The phone rings, you pick it up. It’s the OR. “Dr. Fuckmylife, how can I help you?” “We’ve got a hot gallbladder down here, and then you have emergency cases for the next 12 hours. Jim’s got the bay, can you come scrub?

You sigh.

23 hours and 45 minutes to go.

Early training is not going to help with the above shitshow.

That was amazing, and I encourage you to write up more of these and put them as a separate post!

Here's one ~ someone else wrote when we were still on Reddit a few years ago.

https://old.reddit.com/r/TheMotte/comments/u110mx/culture_war_roundup_for_the_week_of_april_11_2022/i4yly8v/

To do this, we’d need some sorting algorithm beyond “rich parents.” I propose Triessentialism, my own philosophy, as a guide for creating a sorting mechanism.

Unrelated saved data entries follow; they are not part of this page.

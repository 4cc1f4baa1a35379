//! The schema tree: a tagged variant over field kinds, each carrying only
//! the attributes relevant to it (spec §9 design note — not a class
//! hierarchy).

use indexmap::IndexMap;
use serde::{Deserialize, Serialize};

use crate::cursor::ByteOrder;
use crate::value::Value;

/// A single step in a numeric modifier pipeline.
///
/// Authors may write the shorthand `add`/`mult`/`div` keys or the
/// unambiguous `transform` list (spec §3); a schema author-time collaborator
/// normalizes the shorthand form into this ordered list, since authoring
/// key-order is semantically load-bearing (spec §9 "Key-order capture") and
/// the in-memory tree this core consumes already carries that order
/// explicitly rather than as a hash-keyed map.
#[derive(Debug, Clone, Copy, PartialEq, Serialize, Deserialize)]
#[serde(rename_all = "lowercase")]
pub enum ModOp {
    Add,
    Sub,
    Mult,
    Div,
}

#[derive(Debug, Clone, Copy, PartialEq, Serialize, Deserialize)]
pub struct ModStage {
    pub op: ModOp,
    pub operand: f64,
}

impl ModStage {
    pub fn add(v: f64) -> Self {
        ModStage {
            op: ModOp::Add,
            operand: v,
        }
    }
    pub fn sub(v: f64) -> Self {
        ModStage {
            op: ModOp::Sub,
            operand: v,
        }
    }
    pub fn mult(v: f64) -> Self {
        ModStage {
            op: ModOp::Mult,
            operand: v,
        }
    }
    pub fn div(v: f64) -> Self {
        ModStage {
            op: ModOp::Div,
            operand: v,
        }
    }
}

#[derive(Debug, Clone, Default, Serialize, Deserialize)]
pub struct Modifiers(pub Vec<ModStage>);

impl Modifiers {
    pub fn none() -> Self {
        Modifiers(Vec::new())
    }

    pub fn is_empty(&self) -> bool {
        self.0.is_empty()
    }

    /// Build a modifier pipeline from the shorthand `add`/`mult`/`div` keys,
    /// preserving the authoring order the caller supplies (spec §3, §9).
    /// `sub` is not a shorthand key (spec §3: "`sub` is `add` with a negated
    /// operand"); callers wanting subtraction in shorthand form negate the
    /// operand and use `add`.
    pub fn from_shorthand(stages: Vec<(ModOp, f64)>) -> Self {
        Modifiers(
            stages
                .into_iter()
                .map(|(op, operand)| ModStage { op, operand })
                .collect(),
        )
    }

    pub fn from_transform(stages: Vec<ModStage>) -> Self {
        Modifiers(stages)
    }
}

/// Integer → string substitution applied after the modifier phase.
#[derive(Debug, Clone, Serialize, Deserialize)]
#[serde(untagged)]
pub enum Lookup {
    Map(IndexMap<i64, String>),
    Array(Vec<String>),
}

impl Lookup {
    pub fn forward(&self, key: i64) -> Option<&str> {
        match self {
            Lookup::Map(m) => m.get(&key).map(String::as_str),
            Lookup::Array(a) => usize::try_from(key)
                .ok()
                .and_then(|i| a.get(i))
                .map(String::as_str),
        }
    }

    /// Reverse lookup for encoding: first matching string wins.
    pub fn reverse(&self, label: &str) -> Option<i64> {
        match self {
            Lookup::Map(m) => m
                .iter()
                .find(|(_, v)| v.as_str() == label)
                .map(|(k, _)| *k),
            Lookup::Array(a) => a.iter().position(|v| v == label).map(|i| i as i64),
        }
    }
}

#[derive(Debug, Clone, Copy, PartialEq, Eq, Serialize, Deserialize)]
#[serde(rename_all = "lowercase")]
pub enum RawFormat {
    HexLower,
    HexUpper,
    Base64,
    DecimalArray,
}

#[derive(Debug, Clone, Serialize, Deserialize)]
pub struct RawBytesSpec {
    pub len: usize,
    pub format: RawFormat,
    pub separator: Option<String>,
}

#[derive(Debug, Clone, Copy, PartialEq, Eq, Serialize, Deserialize)]
#[serde(rename_all = "lowercase")]
pub enum NumBase {
    Hex,
    Decimal,
}

#[derive(Debug, Clone, Serialize, Deserialize)]
pub struct BitfieldStringPart {
    pub offset: u8,
    pub width: u8,
    pub base: NumBase,
}

#[derive(Debug, Clone, Serialize, Deserialize)]
pub struct BitfieldStringSpec {
    pub int_width: usize,
    pub byte_order: Option<ByteOrder>,
    pub parts: Vec<BitfieldStringPart>,
    pub delimiter: String,
    pub prefix: Option<String>,
}

#[derive(Debug, Clone, Serialize, Deserialize)]
pub struct ByteGroupSpec {
    pub width: usize,
    pub byte_order: Option<ByteOrder>,
    pub subfields: Vec<BitSubfield>,
}

#[derive(Debug, Clone, Serialize, Deserialize)]
pub struct BitSubfield {
    pub name: String,
    /// Inclusive bit range, least-significant bit numbered 0.
    pub start: u8,
    pub end: u8,
}

impl BitSubfield {
    pub fn width(&self) -> u32 {
        u32::from(self.end - self.start + 1)
    }

    pub fn mask(&self) -> u64 {
        if self.width() >= 64 {
            u64::MAX
        } else {
            (1u64 << self.width()) - 1
        }
    }
}

#[derive(Debug, Clone, Copy, PartialEq, Serialize, Deserialize)]
pub enum GuardCheck {
    Gt(f64),
    Gte(f64),
    Lt(f64),
    Lte(f64),
    Eq(f64),
}

impl GuardCheck {
    pub fn passes(&self, value: f64) -> bool {
        match *self {
            GuardCheck::Gt(x) => value > x,
            GuardCheck::Gte(x) => value >= x,
            GuardCheck::Lt(x) => value < x,
            GuardCheck::Lte(x) => value <= x,
            GuardCheck::Eq(x) => value == x,
        }
    }
}

#[derive(Debug, Clone, Serialize, Deserialize)]
pub struct GuardWhen {
    pub reference: String,
    pub checks: Vec<GuardCheck>,
}

#[derive(Debug, Clone, Serialize, Deserialize)]
pub struct Guard {
    pub when: Vec<GuardWhen>,
    pub else_value: f64,
}

#[derive(Debug, Clone, Copy, Serialize, Deserialize)]
#[serde(rename_all = "lowercase")]
pub enum BinOp {
    Add,
    Sub,
    Mul,
    Div,
}

#[derive(Debug, Clone, Serialize, Deserialize)]
#[serde(untagged)]
pub enum Operand {
    Var(String),
    Literal(f64),
}

#[derive(Debug, Clone, Serialize, Deserialize)]
pub enum ComputeMode {
    /// `ref` (+ optional `polynomial`, + optional `transform`).
    Ref {
        reference: String,
        /// Horner-form coefficients, highest power first.
        polynomial: Option<Vec<f64>>,
        transform: Vec<ModStage>,
    },
    Compute {
        op: BinOp,
        a: Operand,
        b: Operand,
    },
    /// The frozen legacy infix sublanguage (spec §4.5, §9). Sealed: new
    /// schemas should use `Ref`/`Compute`/`Guard` instead.
    Formula(String),
    Value(f64),
}

#[derive(Debug, Clone, Serialize, Deserialize)]
pub struct ComputedNumber {
    pub mode: ComputeMode,
    pub guard: Option<Guard>,
}

#[derive(Debug, Clone, Serialize, Deserialize)]
#[serde(untagged)]
pub enum Selector {
    Var(String),
    Inline {
        len: usize,
        byte_order: Option<ByteOrder>,
    },
}

#[derive(Debug, Clone, Serialize, Deserialize)]
pub enum CaseMatch {
    Literal(Value),
    List(Vec<Value>),
    Range { min: i64, max: i64 },
    Default,
}

impl CaseMatch {
    pub fn matches(&self, value: &Value) -> bool {
        match self {
            CaseMatch::Literal(v) => v == value,
            CaseMatch::List(vs) => vs.contains(value),
            CaseMatch::Range { min, max } => value
                .to_i64()
                .map(|v| v >= *min && v <= *max)
                .unwrap_or(false),
            CaseMatch::Default => false,
        }
    }

    pub fn is_default(&self) -> bool {
        matches!(self, CaseMatch::Default)
    }
}

#[derive(Debug, Clone, Serialize, Deserialize)]
pub struct MatchCase {
    pub matcher: CaseMatch,
    pub fields: Vec<Field>,
}

#[derive(Debug, Clone, Serialize, Deserialize)]
pub struct MatchSpec {
    pub selector: Selector,
    pub cases: Vec<MatchCase>,
}

#[derive(Debug, Clone, Serialize, Deserialize)]
#[serde(untagged)]
pub enum CountSource {
    Literal(usize),
    Var(String),
}

#[derive(Debug, Clone, Serialize, Deserialize)]
pub enum Termination {
    Count(CountSource),
    ByteLength(CountSource),
    UntilEnd,
}

pub const DEFAULT_REPEAT_MAX: usize = 1000;

#[derive(Debug, Clone, Serialize, Deserialize)]
pub struct RepeatSpec {
    pub fields: Vec<Field>,
    pub termination: Termination,
    pub min: Option<usize>,
    #[serde(default = "default_repeat_max")]
    pub max: usize,
}

fn default_repeat_max() -> usize {
    DEFAULT_REPEAT_MAX
}

#[derive(Debug, Clone, Serialize, Deserialize)]
pub struct TagSimple {
    pub size: usize,
    pub byte_order: Option<ByteOrder>,
}

#[derive(Debug, Clone, Serialize, Deserialize)]
pub struct TagComposite {
    pub fields: Vec<Field>,
    pub tag_key: Vec<String>,
}

#[derive(Debug, Clone, Serialize, Deserialize)]
pub enum TagShape {
    Simple(TagSimple),
    Composite(TagComposite),
}

#[derive(Debug, Clone, Copy, PartialEq, Eq, Serialize, Deserialize)]
#[serde(rename_all = "lowercase")]
pub enum UnknownPolicy {
    Skip,
    Error,
}

#[derive(Debug, Clone, Serialize, Deserialize)]
pub struct TlvCase {
    /// The tag-key sequence to match: a single element for a simple integer
    /// tag, or one element per `tag_key` field for a composite tag.
    pub key: Vec<i64>,
    pub fields: Vec<Field>,
}

#[derive(Debug, Clone, Serialize, Deserialize)]
pub struct TlvSpec {
    pub tag: TagShape,
    /// 0 means no declared length sub-field.
    pub length_size: usize,
    pub cases: Vec<TlvCase>,
    pub unknown: UnknownPolicy,
    #[serde(default = "default_merge")]
    pub merge: bool,
}

fn default_merge() -> bool {
    true
}

#[derive(Debug, Clone, Serialize, Deserialize)]
pub struct FlagGroup {
    pub bit: u8,
    pub fields: Vec<Field>,
}

#[derive(Debug, Clone, Serialize, Deserialize)]
pub struct FlaggedGroupSpec {
    pub flag_var: String,
    pub groups: Vec<FlagGroup>,
}

/// Tagged variant over every field kind the interpreter can dispatch on.
/// Each variant carries only the attributes it needs (spec §9).
#[derive(Debug, Clone, Serialize, Deserialize)]
pub enum FieldKind {
    UInt { width: u8 },
    Int { width: u8 },
    /// `width` is 2 (half), 4 (single), or 8 (double) bytes.
    Float { width: u8 },
    BoolBit { bit: u8, consumes_byte: bool },
    BitSlice { offset: u8, width: u8 },
    Skip { len: usize },
    RawBytes(RawBytesSpec),
    Ascii { len: usize },
    HexIn { len: usize },
    BitfieldString(BitfieldStringSpec),
    NibbleDecimal { signed: bool },
    Number(ComputedNumber),
    Object { fields: Vec<Field> },
    Match(MatchSpec),
    Repeat(RepeatSpec),
    Tlv(TlvSpec),
    FlaggedGroup(FlaggedGroupSpec),
    ByteGroup(ByteGroupSpec),
}

/// Semantic metadata carried alongside a field. Only `valid_range` is
/// codec-observable (spec §4.3 step 7); the rest is surfaced unchanged for
/// external collaborators and enforced no further by this core (spec §1
/// Non-goals).
#[derive(Debug, Clone, Default, Serialize, Deserialize)]
pub struct Metadata {
    pub unit: Option<String>,
    pub valid_range: Option<(f64, f64)>,
    pub resolution: Option<f64>,
    pub unece: Option<String>,
    pub ipso: Option<u32>,
}

#[derive(Debug, Clone, Serialize, Deserialize)]
pub struct Field {
    pub kind: FieldKind,
    pub name: Option<String>,
    pub var: Option<String>,
    pub byte_order: Option<ByteOrder>,
    #[serde(default)]
    pub modifiers: Modifiers,
    /// A legacy infix formula (spec §4.5 mode 3) standing in for the whole
    /// modifier pipeline, with `x` bound to this field's raw read value.
    /// Mutually exclusive with `modifiers`; present only for backward
    /// compatibility with pre-`compute`/`guard` schemas (spec §9).
    pub legacy_formula: Option<String>,
    pub lookup: Option<Lookup>,
    #[serde(default)]
    pub metadata: Metadata,
}

impl Field {
    /// Minimal constructor for the common case: a leaf field with a name
    /// and no modifiers/lookup/metadata.
    pub fn new(name: impl Into<String>, kind: FieldKind) -> Self {
        Field {
            kind,
            name: Some(name.into()),
            var: None,
            byte_order: None,
            modifiers: Modifiers::none(),
            legacy_formula: None,
            lookup: None,
            metadata: Metadata::default(),
        }
    }

    pub fn with_modifiers(mut self, modifiers: Modifiers) -> Self {
        self.modifiers = modifiers;
        self
    }

    pub fn with_lookup(mut self, lookup: Lookup) -> Self {
        self.lookup = Some(lookup);
        self
    }

    pub fn with_var(mut self, var: impl Into<String>) -> Self {
        self.var = Some(var.into());
        self
    }

    pub fn with_valid_range(mut self, lo: f64, hi: f64) -> Self {
        self.metadata.valid_range = Some((lo, hi));
        self
    }

    pub fn with_byte_order(mut self, order: ByteOrder) -> Self {
        self.byte_order = Some(order);
        self
    }

    pub fn with_legacy_formula(mut self, formula: impl Into<String>) -> Self {
        self.legacy_formula = Some(formula.into());
        self
    }
}
//! Computed-value engine (spec §4.5): applies only to the `number` field
//! kind, which reads no bytes. Evaluation modes in precedence order are
//! represented directly by [`ComputeMode`]'s variants; `guard` wraps the
//! result of whichever mode is selected.

use crate::env::{strip_sigil, Environment};
use crate::error::CodecError;
use crate::formula;
use crate::modifiers::{apply_stages, horner};
use crate::schema::field::{BinOp, ComputeMode, ComputedNumber, Guard, Operand};

fn resolve_operand(operand: &Operand, env: &Environment, op_name: &str) -> Result<f64, CodecError> {
    match operand {
        Operand::Literal(v) => Ok(*v),
        Operand::Var(name) => env.resolve(name)?.numeric_or(op_name),
    }
}

fn eval_mode(mode: &ComputeMode, env: &Environment, field_name: &str) -> Result<f64, CodecError> {
    match mode {
        ComputeMode::Ref {
            reference,
            polynomial,
            transform,
        } => {
            let mut value = env.resolve(reference)?.numeric_or("ref")?;
            if let Some(coeffs) = polynomial {
                value = horner(coeffs, value);
            }
            Ok(apply_stages(value, transform))
        }
        ComputeMode::Compute { op, a, b } => {
            let a = resolve_operand(a, env, "compute")?;
            let b = resolve_operand(b, env, "compute")?;
            match op {
                BinOp::Add => Ok(a + b),
                BinOp::Sub => Ok(a - b),
                BinOp::Mul => Ok(a * b),
                BinOp::Div => {
                    if b == 0.0 {
                        Err(CodecError::DivideByZero(field_name.to_string()))
                    } else {
                        Ok(a / b)
                    }
                }
            }
        }
        ComputeMode::Formula(expr) => formula::evaluate(expr, 0.0, env).map_err(Into::into),
        ComputeMode::Value(v) => Ok(*v),
    }
}

/// A guard's `when` conditions all pass only if every referenced variable
/// resolves and is numeric and every check on it passes (spec §4.5 "Guard").
/// A missing or non-numeric reference counts as a failing condition rather
/// than a hard error, per spec.
fn guard_passes(guard: &Guard, env: &Environment) -> bool {
    guard.when.iter().all(|when| {
        env.get(strip_sigil(&when.reference))
            .and_then(|v| v.to_f64())
            .map(|value| when.checks.iter().all(|check| check.passes(value)))
            .unwrap_or(false)
    })
}

/// Evaluate a `number` field's computed value end to end: mode, then guard.
pub fn evaluate(num: &ComputedNumber, env: &Environment, field_name: &str) -> Result<f64, CodecError> {
    let value = eval_mode(&num.mode, env, field_name)?;
    match &num.guard {
        Some(guard) if !guard_passes(guard, env) => Ok(guard.else_value),
        _ => Ok(value),
    }
}

#[cfg(test)]
mod tests {
    use super::*;
    use crate::schema::field::{GuardCheck, GuardWhen, ModStage};
    use crate::value::Value;

    #[test]
    fn ref_polynomial_and_guard() {
        let mut env = Environment::new();
        env.set("raw", Value::Integer(650));
        let num = ComputedNumber {
            mode: ComputeMode::Ref {
                reference: "$raw".to_string(),
                polynomial: None,
                transform: vec![ModStage::sub(400.0), ModStage::div(10.0)],
            },
            guard: Some(Guard {
                when: vec![GuardWhen {
                    reference: "$raw".to_string(),
                    checks: vec![GuardCheck::Gt(0.0), GuardCheck::Lt(2000.0)],
                }],
                else_value: -999.0,
            }),
        };
        assert_eq!(evaluate(&num, &env, "temp").unwrap(), 25.0);

        env.set("raw", Value::Integer(0));
        assert_eq!(evaluate(&num, &env, "temp").unwrap(), -999.0);
    }

    #[test]
    fn compute_div_by_zero_is_hard_error() {
        let env = Environment::new();
        let num = ComputedNumber {
            mode: ComputeMode::Compute {
                op: BinOp::Div,
                a: Operand::Literal(1.0),
                b: Operand::Literal(0.0),
            },
            guard: None,
        };
        assert!(matches!(
            evaluate(&num, &env, "x").unwrap_err(),
            CodecError::DivideByZero(_)
        ));
    }

    #[test]
    fn guard_else_on_missing_reference() {
        let env = Environment::new();
        let num = ComputedNumber {
            mode: ComputeMode::Value(42.0),
            guard: Some(Guard {
                when: vec![GuardWhen {
                    reference: "$absent".to_string(),
                    checks: vec![GuardCheck::Gte(0.0)],
                }],
                else_value: -1.0,
            }),
        };
        assert_eq!(evaluate(&num, &env, "x").unwrap(), -1.0);
    }
}
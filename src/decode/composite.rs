//! Composite drivers: flagged group, match, repeat, TLV, byte-group (spec
//! §4.4). Each recurses into [`field::decode_fields`] for its nested
//! sequence(s); none introduce a new environment scope.

use indexmap::IndexMap;

use super::field::{decode_fields, FieldOutcome};
use super::{insert_promoting, DecodeCtx};
use crate::error::{CodecError, Result};
use crate::schema::field::{
    ByteGroupSpec, CountSource, Field, FlaggedGroupSpec, MatchSpec, RepeatSpec, Selector,
    TagShape, Termination, TlvSpec, UnknownPolicy,
};
use crate::value::Value;

pub(crate) fn decode_match(ctx: &mut DecodeCtx, spec: &MatchSpec) -> Result<FieldOutcome> {
    let selector_value = match &spec.selector {
        Selector::Var(name) => ctx.env.resolve(name)?.clone(),
        Selector::Inline { len, byte_order } => {
            let order = ctx.effective_order(*byte_order);
            let raw = ctx.cursor.read_uint(*len, order)?;
            Value::Integer(raw as i64)
        }
    };

    let chosen = spec
        .cases
        .iter()
        .find(|c| !c.matcher.is_default() && c.matcher.matches(&selector_value))
        .or_else(|| spec.cases.iter().find(|c| c.matcher.is_default()));

    // No match and no default yields an empty sub-map rather than an error
    // (spec §9 open question i, kept as specified).
    match chosen {
        Some(case) => Ok(FieldOutcome::Merge(decode_fields(ctx, &case.fields)?)),
        None => Ok(FieldOutcome::Merge(IndexMap::new())),
    }
}

fn resolve_count(ctx: &DecodeCtx, src: &CountSource) -> Result<usize> {
    match src {
        CountSource::Literal(n) => Ok(*n),
        CountSource::Var(name) => {
            let value = ctx.env.resolve(name)?;
            value.to_i64().map(|n| n.max(0) as usize).ok_or_else(|| {
                CodecError::InvalidOperand {
                    op: "repeat count".to_string(),
                    value: value.describe(),
                }
            })
        }
    }
}

pub(crate) fn decode_repeat(ctx: &mut DecodeCtx, field: &Field, spec: &RepeatSpec) -> Result<FieldOutcome> {
    let mut elements = Vec::new();

    match &spec.termination {
        Termination::Count(src) => {
            let count = resolve_count(ctx, src)?.min(spec.max);
            for _ in 0..count {
                elements.push(Value::Object(decode_fields(ctx, &spec.fields)?));
            }
        }
        Termination::ByteLength(src) => {
            let window = resolve_count(ctx, src)?;
            let start = ctx.cursor.offset();
            let end = start + window;
            let mut iterations = 0;
            while ctx.cursor.offset() < end && iterations < spec.max {
                elements.push(Value::Object(decode_fields(ctx, &spec.fields)?));
                iterations += 1;
            }
            if ctx.cursor.offset() != end {
                return Err(CodecError::RepeatByteLengthMismatch {
                    expected: end,
                    ended_at: ctx.cursor.offset(),
                });
            }
        }
        Termination::UntilEnd => {
            let mut iterations = 0;
            while ctx.cursor.remaining() > 0 && iterations < spec.max {
                elements.push(Value::Object(decode_fields(ctx, &spec.fields)?));
                iterations += 1;
            }
        }
    }

    if let Some(min) = spec.min {
        if elements.len() < min {
            return Err(CodecError::RepeatMinUnmet {
                min,
                got: elements.len(),
            });
        }
    }

    match &field.name {
        Some(name) => Ok(FieldOutcome::Named(name.clone(), Value::Array(elements))),
        None => Ok(FieldOutcome::None),
    }
}

pub(crate) fn decode_tlv(ctx: &mut DecodeCtx, field: &Field, spec: &TlvSpec) -> Result<FieldOutcome> {
    let mut merged = IndexMap::new();
    let mut records = Vec::new();

    while ctx.cursor.remaining() > 0 {
        let (key, tag_fields) = match &spec.tag {
            TagShape::Simple(simple) => {
                let order = ctx.effective_order(simple.byte_order);
                let raw = ctx.cursor.read_uint(simple.size, order)? as i64;
                (vec![raw], IndexMap::new())
            }
            TagShape::Composite(composite) => {
                let sub = decode_fields(ctx, &composite.fields)?;
                let key = composite
                    .tag_key
                    .iter()
                    .map(|k| {
                        sub.get(k)
                            .and_then(Value::to_i64)
                            .ok_or_else(|| CodecError::MissingVariable(k.clone()))
                    })
                    .collect::<Result<Vec<_>>>()?;
                (key, sub)
            }
        };

        let declared_length = if spec.length_size > 0 {
            let order = ctx.effective_order(None);
            Some(ctx.cursor.read_uint(spec.length_size, order)? as usize)
        } else {
            None
        };

        match spec.cases.iter().find(|c| c.key == key) {
            Some(case) => {
                let case_fields = decode_fields(ctx, &case.fields)?;
                if spec.merge {
                    // Tag sub-fields are dispatch key material, consumed
                    // for matching but not hoisted into the merged result
                    // (spec §8 "TLV composite": the tag_key fields
                    // themselves must not appear in the output).
                    for (k, v) in case_fields {
                        insert_promoting(&mut merged, k, v);
                    }
                } else {
                    let mut record = tag_fields;
                    record.extend(case_fields);
                    records.push(Value::Object(record));
                }
            }
            None => match spec.unknown {
                UnknownPolicy::Skip => match declared_length {
                    Some(len) => ctx.cursor.advance(len)?,
                    None => return Err(CodecError::TlvUnknownTag(format!("{key:?}"))),
                },
                UnknownPolicy::Error => return Err(CodecError::TlvUnknownTag(format!("{key:?}"))),
            },
        }
    }

    if spec.merge {
        Ok(FieldOutcome::Merge(merged))
    } else {
        let key = field.name.clone().unwrap_or_else(|| "channels".to_string());
        Ok(FieldOutcome::Named(key, Value::Array(records)))
    }
}

pub(crate) fn decode_flagged_group(ctx: &mut DecodeCtx, spec: &FlaggedGroupSpec) -> Result<FieldOutcome> {
    let flags = ctx
        .env
        .resolve(&spec.flag_var)?
        .to_i64()
        .ok_or_else(|| CodecError::InvalidOperand {
            op: "flagged group".to_string(),
            value: spec.flag_var.clone(),
        })?;

    let mut merged = IndexMap::new();
    for group in &spec.groups {
        if (flags >> group.bit) & 1 == 1 {
            for (k, v) in decode_fields(ctx, &group.fields)? {
                insert_promoting(&mut merged, k, v);
            }
        }
    }
    Ok(FieldOutcome::Merge(merged))
}

pub(crate) fn decode_byte_group(ctx: &mut DecodeCtx, spec: &ByteGroupSpec) -> Result<FieldOutcome> {
    let order = ctx.effective_order(spec.byte_order);
    let packed = ctx.cursor.read_uint(spec.width, order)?;

    let mut merged = IndexMap::new();
    for sub in &spec.subfields {
        let value = (packed >> sub.start) & sub.mask();
        let value = Value::Integer(value as i64);
        ctx.env.set(&sub.name, value.clone());
        merged.insert(sub.name.clone(), value);
    }
    Ok(FieldOutcome::Merge(merged))
}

Humans are born (I theorize) with an inherent drive to understand systems, which in most neurotypicals is geared either toward understanding and manipulating the physical world or the emotional inner worlds of their fellow people.

If an autistic human develops without either of those, they instead find a system with as much internal logic and interface consistency: the train routes and engines of trainspotters, the elemental type advantages and weaknesses memorized by Pokémon fans, the logics of Aristotle or Boole, a computer language or operating system, etc.

If people with emotional, logical, and physical intuitions were catered to in their early education, and their natural deficits accounted for by society, they could find their “Michael Jordan” field much more efficiently in one of the seven Venn categoricals: Physical, Logical, Emotional, Scientific, Philosophical, Psychological, or Moral.

Of course, any such development is more likely to be a split based on a test administered by Pearson, the neurocrats underlying the psychostate, resulting in a dystopia like in the Divergent series.

There's probably no need to enact sweeping cultural changes to solve a problem that will soon be fixed or moot with technology. Hyperspecialize your kid if you want to, but we're already looking into pluripotent adult-derived stem cells and how to induce neuroplasticity with antidepressants. We'll be able to learn implicit skills like children at any age, while using ai and the internet as a source of arbitrary amounts of high-level insight. (Most of that insight will be bullshit, but massive redundant parallelism covereth many sins.)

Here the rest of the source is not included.